One time-honored method for producing very refined surfaces is dry barrel processing. This technology was originally developed and heavily utilized in the northeastern United States as early as the 1930’s; similar methods were developed concurrently in Europe.
The method was developed primarily to mitigate the high labor costs associated with hand-buffing large numbers of consumer-oriented articles such as eyewear and jewelry. This technique was widely accepted as a standard method for producing very refined consumer acceptable product finishes that had previously been the sole province of those buffing methods and is still utilized for these types of applications. This sequential principle has been adapted for use in other types of equipment for other part finishing applications. Where reflective surfaces are desired on parts being finished in vibratory equipment, it is not unusual now to see secondary vibratory processes with burnishing media or dry process polishing media develop those surfaces. Many processes have been developed for centrifugal disk and centrifugal barrels where three or more steps are utilized in order to bring part surfaces to very low micro-inch surface profiles or to develop very reflective surfaces for cosmetic reasons.
Mass Finishing Processes and Compressive Stress Effects. Even simple tumbling can develop residual stresses that can provide some functional improvements to service life in certain components. High-energy mass finishing methods can magnify this effect many times. In the early 1990’s some researchers pioneered the use of electron microscope (SEM) analysis to determine or quantify surface finishes as they relate to possible life extension and component functionality.
This early work showed that it was possible to improve the functionality and service life of many different types of components by a two-fold improvement in metal surface profile and integrity.
Processes such as peening are commonly used for metal surface integrity improvement to mitigate crack propagation points and improve service life by improving wear and metal fatigue resistance. It was found that high energy loose media sequential finishing could develop not only compressive stresses but very level, or negatively skewed plateaued surfaces, that provided a great deal more bearing load surface to parts which interacted with other part surfaces.
This graph compares the compressive stress developed with conventional shot peening with that developed with centrifugal iso-finishing methods. The data support the conclusion that centrifugal finishing can improve part service life by improving fatigue failure resistance as well as wear resistance for many types of cooperating parts or parts stressed in service. Diagram courtesy or Ralph Labelson, at Richwood Industries.
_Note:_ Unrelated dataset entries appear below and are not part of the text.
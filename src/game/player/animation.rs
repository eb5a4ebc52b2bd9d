// Animation clips and the per-player clip table

use std::collections::HashMap;

use glam::Vec2;

use super::state::Direction;
use crate::engine::renderer::TextureHandle;
use crate::game::config::ConfigError;

/// What the player is doing, as far as clip selection cares
#[derive(Debug, Clone, Copy, PartialEq, Eq, Hash)]
pub enum Activity {
    Idle,
    Walk,
    AttackOne,
    AttackTwo,
}

impl Activity {
    pub const ALL: [Activity; 4] = [
        Activity::Idle,
        Activity::Walk,
        Activity::AttackOne,
        Activity::AttackTwo,
    ];

    /// Idle and walk cycle forever; attack swings play through once
    pub fn loops(&self) -> bool {
        matches!(self, Self::Idle | Self::Walk)
    }

    /// Folder name this activity's frames are loaded from
    pub fn asset_dir(&self) -> &'static str {
        match self {
            Self::Idle => "idle",
            Self::Walk => "walk",
            Self::AttackOne => "attack_one",
            Self::AttackTwo => "attack_two",
        }
    }
}

/// An immutable strip of frames shown at a fixed rate.
///
/// Clips hold no playback state. The elapsed time lives with whoever is
/// playing the clip, so one clip can back any number of actors at once.
#[derive(Debug, Clone)]
pub struct AnimationClip {
    frames: Vec<TextureHandle>,
    frame_size: Vec2,
    frame_duration: f32,
    looping: bool,
}

impl AnimationClip {
    pub fn new(
        frames: Vec<TextureHandle>,
        frame_size: Vec2,
        frame_duration: f32,
        looping: bool,
    ) -> Result<Self, ConfigError> {
        if frames.is_empty() {
            return Err(ConfigError::EmptyClip);
        }
        if frame_duration <= 0.0 {
            return Err(ConfigError::NonPositive {
                name: "frame_duration",
                value: frame_duration,
            });
        }
        Ok(Self {
            frames,
            frame_size,
            frame_duration,
            looping,
        })
    }

    /// Frame to show after `elapsed` seconds of playback.
    ///
    /// Looping clips wrap around; one-shot clips hold their last frame.
    pub fn frame_at(&self, elapsed: f32) -> TextureHandle {
        let index = (elapsed / self.frame_duration) as usize;
        let index = if self.looping {
            index % self.frames.len()
        } else {
            index.min(self.frames.len() - 1)
        };
        self.frames[index]
    }

    /// True once one full pass of the clip has elapsed. Only meaningful
    /// for one-shot clips; looping playback never stops.
    pub fn is_finished(&self, elapsed: f32) -> bool {
        elapsed >= self.total_duration()
    }

    /// Length of a single pass through every frame
    pub fn total_duration(&self) -> f32 {
        self.frames.len() as f32 * self.frame_duration
    }

    pub fn frame_count(&self) -> usize {
        self.frames.len()
    }

    /// Source pixel size shared by every frame in the strip
    pub fn frame_size(&self) -> Vec2 {
        self.frame_size
    }
}

/// Every clip the player can show, keyed by facing and activity.
///
/// The builder refuses to finish until all combinations are present, so
/// lookups afterwards can never miss.
#[derive(Debug, Clone)]
pub struct AnimationSet {
    clips: HashMap<(Direction, Activity), AnimationClip>,
}

impl AnimationSet {
    pub fn builder() -> AnimationSetBuilder {
        AnimationSetBuilder::default()
    }

    /// Clip for a facing/activity pair. Completeness was checked at build
    /// time, so this lookup always succeeds.
    pub fn clip(&self, direction: Direction, activity: Activity) -> &AnimationClip {
        &self.clips[&(direction, activity)]
    }
}

/// Collects clips until the set covers every facing/activity pair
#[derive(Debug, Default)]
pub struct AnimationSetBuilder {
    clips: HashMap<(Direction, Activity), AnimationClip>,
}

impl AnimationSetBuilder {
    pub fn clip(mut self, direction: Direction, activity: Activity, clip: AnimationClip) -> Self {
        self.clips.insert((direction, activity), clip);
        self
    }

    pub fn build(self) -> Result<AnimationSet, ConfigError> {
        for direction in Direction::ALL {
            for activity in Activity::ALL {
                if !self.clips.contains_key(&(direction, activity)) {
                    return Err(ConfigError::MissingClip {
                        direction,
                        activity,
                    });
                }
            }
        }
        Ok(AnimationSet { clips: self.clips })
    }
}

#[cfg(test)]
mod tests {
    use super::*;

    fn handles(count: usize) -> Vec<TextureHandle> {
        (0..count).map(TextureHandle::from_raw).collect()
    }

    fn clip(count: usize, frame_duration: f32, looping: bool) -> AnimationClip {
        AnimationClip::new(
            handles(count),
            Vec2::new(32.0, 48.0),
            frame_duration,
            looping,
        )
        .unwrap()
    }

    #[test]
    fn test_looping_clip_wraps_around() {
        let clip = clip(4, 0.25, true);
        assert_eq!(clip.total_duration(), 1.0);

        assert_eq!(clip.frame_at(0.0), TextureHandle::from_raw(0));
        assert_eq!(clip.frame_at(0.26), TextureHandle::from_raw(1));
        assert_eq!(clip.frame_at(0.9), TextureHandle::from_raw(3));

        // One full pass later, same frames come back
        for t in [0.0, 0.26, 0.6, 0.9] {
            assert_eq!(clip.frame_at(t + 1.0), clip.frame_at(t));
            assert_eq!(clip.frame_at(t + 3.0), clip.frame_at(t));
        }
    }

    #[test]
    fn test_one_shot_clip_holds_last_frame() {
        let clip = clip(3, 0.25, false);

        assert_eq!(clip.frame_at(0.0), TextureHandle::from_raw(0));
        assert_eq!(clip.frame_at(0.6), TextureHandle::from_raw(2));
        assert_eq!(clip.frame_at(10.0), TextureHandle::from_raw(2));
    }

    #[test]
    fn test_is_finished_at_total_duration() {
        let clip = clip(3, 0.25, false);

        assert!(!clip.is_finished(0.0));
        assert!(!clip.is_finished(0.74));
        assert!(clip.is_finished(0.75));
        assert!(clip.is_finished(2.0));
    }

    #[test]
    fn test_empty_clip_is_rejected() {
        let result = AnimationClip::new(Vec::new(), Vec2::ZERO, 0.1, true);
        assert!(matches!(result, Err(ConfigError::EmptyClip)));
    }

    #[test]
    fn test_non_positive_frame_duration_is_rejected() {
        let result = AnimationClip::new(handles(2), Vec2::ZERO, 0.0, true);
        assert!(matches!(
            result,
            Err(ConfigError::NonPositive {
                name: "frame_duration",
                ..
            })
        ));
    }

    #[test]
    fn test_activity_loop_policy() {
        assert!(Activity::Idle.loops());
        assert!(Activity::Walk.loops());
        assert!(!Activity::AttackOne.loops());
        assert!(!Activity::AttackTwo.loops());
    }

    fn full_builder() -> AnimationSetBuilder {
        let mut builder = AnimationSet::builder();
        for direction in Direction::ALL {
            for activity in Activity::ALL {
                builder = builder.clip(direction, activity, clip(7, 0.1, activity.loops()));
            }
        }
        builder
    }

    #[test]
    fn test_complete_set_builds() {
        let set = full_builder().build().unwrap();
        let clip = set.clip(Direction::Left, Activity::AttackTwo);
        assert_eq!(clip.frame_count(), 7);
    }

    #[test]
    fn test_incomplete_set_reports_missing_pair() {
        let mut builder = AnimationSet::builder();
        for direction in Direction::ALL {
            for activity in Activity::ALL {
                if direction == Direction::Right && activity == Activity::Walk {
                    continue;
                }
                builder = builder.clip(direction, activity, clip(2, 0.1, true));
            }
        }

        match builder.build() {
            Err(ConfigError::MissingClip {
                direction,
                activity,
            }) => {
                assert_eq!(direction, Direction::Right);
                assert_eq!(activity, Activity::Walk);
            }
            other => panic!("expected missing clip error, got {:?}", other),
        }
    }
}
// Tunable gameplay parameters, validated once at startup

use crate::game::player::{Activity, Direction};
use crate::game::world::iso::TileMetrics;
use crate::game::world::tile::TileCode;

/// Configuration errors, all fatal at startup
#[derive(Debug, thiserror::Error)]
pub enum ConfigError {
    #[error("terrain weights must sum to 100, got {0}")]
    WeightSum(u32),

    #[error("map side range [{min}, {max}) is empty")]
    SideRange { min: usize, max: usize },

    #[error("{name} must be positive, got {value}")]
    NonPositive { name: &'static str, value: f32 },

    #[error("animation clip has no frames")]
    EmptyClip,

    #[error("animation set is missing {direction:?}/{activity:?}")]
    MissingClip {
        direction: Direction,
        activity: Activity,
    },
}

/// Percentage weight of each tile code during generation.
///
/// Field order is the order the cumulative roll walks through, so
/// reordering fields reshuffles which roll values land on which code.
#[derive(Debug, Clone, Copy, PartialEq, Eq)]
pub struct TerrainWeights {
    pub ground_b: u32,
    pub ground_a: u32,
    pub ground_c: u32,
    pub tree_a: u32,
    pub tree_b: u32,
    pub stump: u32,
}

/// Stock terrain mix: mostly grass, a scattering of trees
pub const DEFAULT_WEIGHTS: TerrainWeights = TerrainWeights {
    ground_b: 15,
    ground_a: 55,
    ground_c: 15,
    tree_a: 8,
    tree_b: 5,
    stump: 2,
};

impl TerrainWeights {
    /// Resolve a roll in [0, 100) to a tile code by walking the
    /// cumulative bands in declared order
    pub fn pick(&self, roll: u32) -> TileCode {
        let mut threshold = self.ground_b;
        if roll < threshold {
            return TileCode::GroundB;
        }
        threshold += self.ground_a;
        if roll < threshold {
            return TileCode::GroundA;
        }
        threshold += self.ground_c;
        if roll < threshold {
            return TileCode::GroundC;
        }
        threshold += self.tree_a;
        if roll < threshold {
            return TileCode::TreeA;
        }
        threshold += self.tree_b;
        if roll < threshold {
            return TileCode::TreeB;
        }
        TileCode::Stump
    }

    pub fn sum(&self) -> u32 {
        self.ground_b + self.ground_a + self.ground_c + self.tree_a + self.tree_b + self.stump
    }
}

impl Default for TerrainWeights {
    fn default() -> Self {
        DEFAULT_WEIGHTS
    }
}

/// Map generation parameters
#[derive(Debug, Clone, Copy, PartialEq, Eq)]
pub struct MapConfig {
    /// Smallest allowed side length; low rolls clamp up to this
    pub side_min: usize,
    /// Exclusive upper bound on the side roll
    pub side_max: usize,
    pub weights: TerrainWeights,
}

impl Default for MapConfig {
    fn default() -> Self {
        Self {
            side_min: 10,
            side_max: 50,
            weights: DEFAULT_WEIGHTS,
        }
    }
}

/// Everything tunable about the game in one place.
///
/// `validate` runs once at startup; past that point the rest of the code
/// trusts these values without rechecking.
#[derive(Debug, Clone, PartialEq)]
pub struct GameConfig {
    /// Tile diamond width in pixels
    pub tile_width: f32,
    /// Nominal tile height in pixels; projection flattens it by half
    pub tile_height: f32,
    pub map: MapConfig,
    /// Pixels the player moves per update tick
    pub move_speed: f32,
    /// Seconds each animation frame stays on screen
    pub frame_duration: f32,
    /// Seconds after a first swing starts during which a second press chains
    pub combo_window: f32,
    /// Player sprite magnification over its source pixel size
    pub sprite_scale: f32,
}

impl Default for GameConfig {
    fn default() -> Self {
        Self {
            tile_width: 64.0,
            tile_height: 64.0,
            map: MapConfig::default(),
            move_speed: 2.0,
            frame_duration: 0.1,
            combo_window: 0.4,
            sprite_scale: 1.5,
        }
    }
}

impl GameConfig {
    pub fn validate(&self) -> Result<(), ConfigError> {
        ensure_positive("tile_width", self.tile_width)?;
        ensure_positive("tile_height", self.tile_height)?;
        ensure_positive("move_speed", self.move_speed)?;
        ensure_positive("frame_duration", self.frame_duration)?;
        ensure_positive("combo_window", self.combo_window)?;
        ensure_positive("sprite_scale", self.sprite_scale)?;

        if self.map.side_min == 0 || self.map.side_min >= self.map.side_max {
            return Err(ConfigError::SideRange {
                min: self.map.side_min,
                max: self.map.side_max,
            });
        }

        let sum = self.map.weights.sum();
        if sum != 100 {
            return Err(ConfigError::WeightSum(sum));
        }

        Ok(())
    }

    /// Tile footprint used by projection and drawing
    pub fn metrics(&self) -> TileMetrics {
        TileMetrics::new(self.tile_width, self.tile_height)
    }
}

fn ensure_positive(name: &'static str, value: f32) -> Result<(), ConfigError> {
    if value > 0.0 {
        Ok(())
    } else {
        Err(ConfigError::NonPositive { name, value })
    }
}
// Player movement, combat state and drawing

use glam::Vec2;

use super::animation::{AnimationClip, AnimationSet};
use super::state::{AttackStage, Direction, PlayerState};
use crate::engine::renderer::SpriteBatch;
use crate::game::config::GameConfig;
use crate::game::world::TileMetrics;

/// The sprite's feet sit this many pixels above the bottom of its frame
const BASELINE_LIFT: f32 = 25.0;

/// Control signals the player consumes each frame.
///
/// Direction flags are levels (held right now), the attack flag is an
/// edge (went down this frame). A plain struct so controller tests need
/// no window or event loop behind them.
#[derive(Debug, Clone, Copy, Default)]
pub struct FrameInput {
    pub up: bool,
    pub down: bool,
    pub left: bool,
    pub right: bool,
    pub attack: bool,
}

/// The player: position, facing, combat state and clip timing
pub struct Player {
    position: Vec2,
    facing: Direction,
    state: PlayerState,
    /// Seconds into the current clip; reset only when a swing starts
    state_time: f32,
    animations: AnimationSet,
    metrics: TileMetrics,
    speed: f32,
    combo_window: f32,
    sprite_scale: f32,
}

impl Player {
    /// Spawn at the world origin, facing the camera
    pub fn new(animations: AnimationSet, config: &GameConfig) -> Self {
        Self {
            position: Vec2::ZERO,
            facing: Direction::Down,
            state: PlayerState::Idle(Direction::Down),
            state_time: 0.0,
            animations,
            metrics: config.metrics(),
            speed: config.move_speed,
            combo_window: config.combo_window,
            sprite_scale: config.sprite_scale,
        }
    }

    /// Advance one frame.
    ///
    /// `dt` is in seconds and feeds the clip and combo timers only;
    /// movement applies `speed` once per call. While a swing plays, all
    /// movement input is ignored.
    pub fn update(&mut self, dt: f32, input: &FrameInput) {
        if let PlayerState::Attacking { stage, elapsed } = self.state {
            let elapsed = elapsed + dt;
            self.state = PlayerState::Attacking { stage, elapsed };

            if self.current_clip().is_finished(self.state_time) {
                match stage {
                    AttackStage::One if elapsed > self.combo_window => {
                        self.state = PlayerState::Idle(self.facing);
                    }
                    AttackStage::Two => {
                        self.state = PlayerState::Idle(self.facing);
                    }
                    _ => {}
                }
            }

            // A follow-up press inside the window chains into the second swing
            if let PlayerState::Attacking {
                stage: AttackStage::One,
                elapsed,
            } = self.state
            {
                if input.attack && elapsed <= self.combo_window {
                    self.begin_attack(AttackStage::Two);
                }
            }

            self.state_time += dt;
            return;
        }

        // Vertical input wins; holding both axes never moves diagonally
        let mut step = Vec2::ZERO;
        if input.up {
            step = Direction::Up.offset();
            self.facing = Direction::Up;
        } else if input.down {
            step = Direction::Down.offset();
            self.facing = Direction::Down;
        } else if input.left {
            step = Direction::Left.offset();
            self.facing = Direction::Left;
        } else if input.right {
            step = Direction::Right.offset();
            self.facing = Direction::Right;
        }

        if input.attack {
            // The swing eats this frame's movement
            self.begin_attack(AttackStage::One);
            return;
        }

        if step != Vec2::ZERO {
            self.position += step.normalize() * self.speed;
            self.state = PlayerState::Walking(self.facing);
        } else {
            self.state = PlayerState::Idle(self.facing);
        }

        self.state_time += dt;
    }

    fn begin_attack(&mut self, stage: AttackStage) {
        self.state = PlayerState::Attacking {
            stage,
            elapsed: 0.0,
        };
        self.state_time = 0.0;
    }

    /// Queue this frame's sprite: horizontally centered on the occupied
    /// tile, feet planted just above the tile origin.
    pub fn render(&self, batch: &mut SpriteBatch) {
        let clip = self.current_clip();
        let frame = clip.frame_at(self.state_time);
        let size = clip.frame_size() * self.sprite_scale;

        let x = self.position.x + self.metrics.width / 2.0 - size.x / 2.0;
        let y = self.position.y + self.metrics.height - (size.y - BASELINE_LIFT);
        batch.draw(frame, x, y, size.x, size.y);
    }

    fn current_clip(&self) -> &AnimationClip {
        self.animations.clip(self.facing, self.state.activity())
    }

    pub fn position(&self) -> Vec2 {
        self.position
    }

    /// Teleport, bypassing movement; for (re)placing the player
    #[allow(dead_code)]
    pub fn set_position(&mut self, position: Vec2) {
        self.position = position;
    }

    pub fn facing(&self) -> Direction {
        self.facing
    }

    pub fn state(&self) -> PlayerState {
        self.state
    }

    /// Seconds into the clip currently showing
    pub fn state_time(&self) -> f32 {
        self.state_time
    }
}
In one application, stamping dies used for forming aluminum can tops were given a useful life of approximately ten times that was anticipated of parts that had not been surface finished with this method. Another application cited by Richard Gilliam in a technical paper describing centrifugal barrel processing noted that extensive cycling tests conducted by a spring manufacturer. “This ability to improve resistance to fatigue failure is graphically demonstrated by the results of some tests made by a manufacturer of stainless steel coil springs. A group of springs was taken from a standard production run. Half of the sample was finished in the manufacturer’s usual manner of barreling followed by shot peening, while the other half was CBF-treated for 20 minutes. The springs were then tested to failure by compressing them to a stress change from 0 to approximately 50,000 psi. The results showed that all the springs finished by the conventional method failed between 160,000 and 360,000 cycles. The springs that had been processed by CBF failed at between 360,000 and 520,000 cycles, an average improvement of 60%.”
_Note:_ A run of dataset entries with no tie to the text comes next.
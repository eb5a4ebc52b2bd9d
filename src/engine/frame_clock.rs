// Frame timing
//
// Tracks the wall-clock delta between frames and a rolling FPS average.
// The delta is clamped so a stall (debugger pause, window drag) cannot
// turn into one giant simulation step.

use std::time::{Duration, Instant};

/// Longest delta a single frame may report, in seconds
const MAX_FRAME_DELTA: f32 = 0.25;

/// FPS tracking window (average over last N frames)
const FPS_WINDOW_SIZE: usize = 60;

pub struct FrameClock {
    last_frame_time: Instant,
    start_time: Instant,
    frame_times: Vec<Duration>,
    frame_count: u64,
    current_fps: f32,
}

impl FrameClock {
    pub fn new() -> Self {
        let now = Instant::now();
        Self {
            last_frame_time: now,
            start_time: now,
            frame_times: Vec::with_capacity(FPS_WINDOW_SIZE),
            frame_count: 0,
            current_fps: 0.0,
        }
    }

    /// Begin a new frame; returns the clamped delta in seconds
    pub fn begin_frame(&mut self) -> f32 {
        let now = Instant::now();
        let frame_time = now.duration_since(self.last_frame_time);
        self.last_frame_time = now;
        self.frame_count += 1;

        self.frame_times.push(frame_time);
        if self.frame_times.len() > FPS_WINDOW_SIZE {
            self.frame_times.remove(0);
        }

        // Update FPS every 10 frames
        if self.frame_count % 10 == 0 {
            self.update_fps();
        }

        frame_time.as_secs_f32().min(MAX_FRAME_DELTA)
    }

    /// Current FPS, averaged over the window
    pub fn fps(&self) -> f32 {
        self.current_fps
    }

    /// Wall-clock time since the clock was created
    pub fn elapsed(&self) -> Duration {
        Instant::now().duration_since(self.start_time)
    }

    /// Total number of frames begun
    pub fn frame_count(&self) -> u64 {
        self.frame_count
    }

    fn update_fps(&mut self) {
        if self.frame_times.is_empty() {
            self.current_fps = 0.0;
            return;
        }

        let total: Duration = self.frame_times.iter().sum();
        let avg = total / self.frame_times.len() as u32;
        self.current_fps = if avg.as_secs_f32() > 0.0 {
            1.0 / avg.as_secs_f32()
        } else {
            0.0
        };
    }
}

impl Default for FrameClock {
    fn default() -> Self {
        Self::new()
    }
}

#[cfg(test)]
mod tests {
    use super::*;
    use std::thread;

    #[test]
    fn test_clock_creation() {
        let clock = FrameClock::new();
        assert_eq!(clock.frame_count(), 0);
        assert_eq!(clock.fps(), 0.0);
    }

    #[test]
    fn test_frames_are_counted() {
        let mut clock = FrameClock::new();
        for _ in 0..5 {
            clock.begin_frame();
        }
        assert_eq!(clock.frame_count(), 5);
    }

    #[test]
    fn test_delta_is_positive_and_clamped() {
        let mut clock = FrameClock::new();

        thread::sleep(Duration::from_millis(300));
        let dt = clock.begin_frame();

        assert!(dt > 0.0);
        assert!(dt <= MAX_FRAME_DELTA);
    }

    #[test]
    fn test_short_frames_report_their_real_delta() {
        let mut clock = FrameClock::new();

        thread::sleep(Duration::from_millis(20));
        let dt = clock.begin_frame();

        assert!(dt >= 0.015);
        assert!(dt <= MAX_FRAME_DELTA);
    }

    #[test]
    fn test_elapsed_moves_forward() {
        let clock = FrameClock::new();
        thread::sleep(Duration::from_millis(10));
        assert!(clock.elapsed() >= Duration::from_millis(10));
    }
}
In addition to the development of useful compressive stress values, high-energy surface finishing methods such as centrifugal iso-finishing also contribute to improved part performance and service life by developing isotropic surfaces (surfaces that are random in nature rather than being characterized by linear and parallel machining and grinding lines. Additionally, they change the positively skewed surfaces left by most manufacturing methods (machining, grinding, casting etc.) to negatively skewed surfaces that have much better load bearing characteristics and much more wear resistant. (SEM photos courtesy of Jack Clark, Surface Ananlytics, LLC)
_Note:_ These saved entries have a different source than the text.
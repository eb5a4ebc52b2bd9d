// Player control and animation
//
// The controller owns position and the combat state machine, `state`
// holds the plain data types it runs on, and `animation` supplies the
// frames the renderer ends up drawing.

pub mod animation;
pub mod controller;
pub mod state;

pub use animation::{Activity, AnimationClip, AnimationSet};
pub use controller::{FrameInput, Player};
pub use state::Direction;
In one application, stamping dies used for forming aluminum can tops were given a useful life of approximately ten times that was anticipated of parts that had not been surface finished with this method. Another application cited by Richard Gilliam in a technical paper describing centrifugal barrel processing noted that extensive cycling tests conducted by a spring manufacturer. “This ability to improve resistance to fatigue failure is graphically demonstrated by the results of some tests made by a manufacturer of stainless steel coil springs. A group of springs was taken from a standard production run. Half of the sample was finished in the manufacturer’s usual manner of barreling followed by shot peening, while the other half was CBF-treated for 20 minutes. The springs were then tested to failure by compressing them to a stress change from 0 to approximately 50,000 psi. The results showed that all the springs finished by the conventional method failed between 160,000 and 360,000 cycles. The springs that had been processed by CBF failed at between 360,000 and 520,000 cycles, an average improvement of 60%.”
Substantial compressive stress effects can also be generated in lower energy types of equipment with very dense metal media. In commenting on this, John Rogers, process laboratory manager for the Abbott Ball Co., Inc. noted some points made in a company publication: “Steel media is smooth and heavy. It is not abrasive in action. Rather, the media’s weight and strength increase the smoothness and pressure of its finishing action. Workpieces keep their tolerances intact, gain compressive stress, and achieve the ultra-clean, microscopically smooth surface.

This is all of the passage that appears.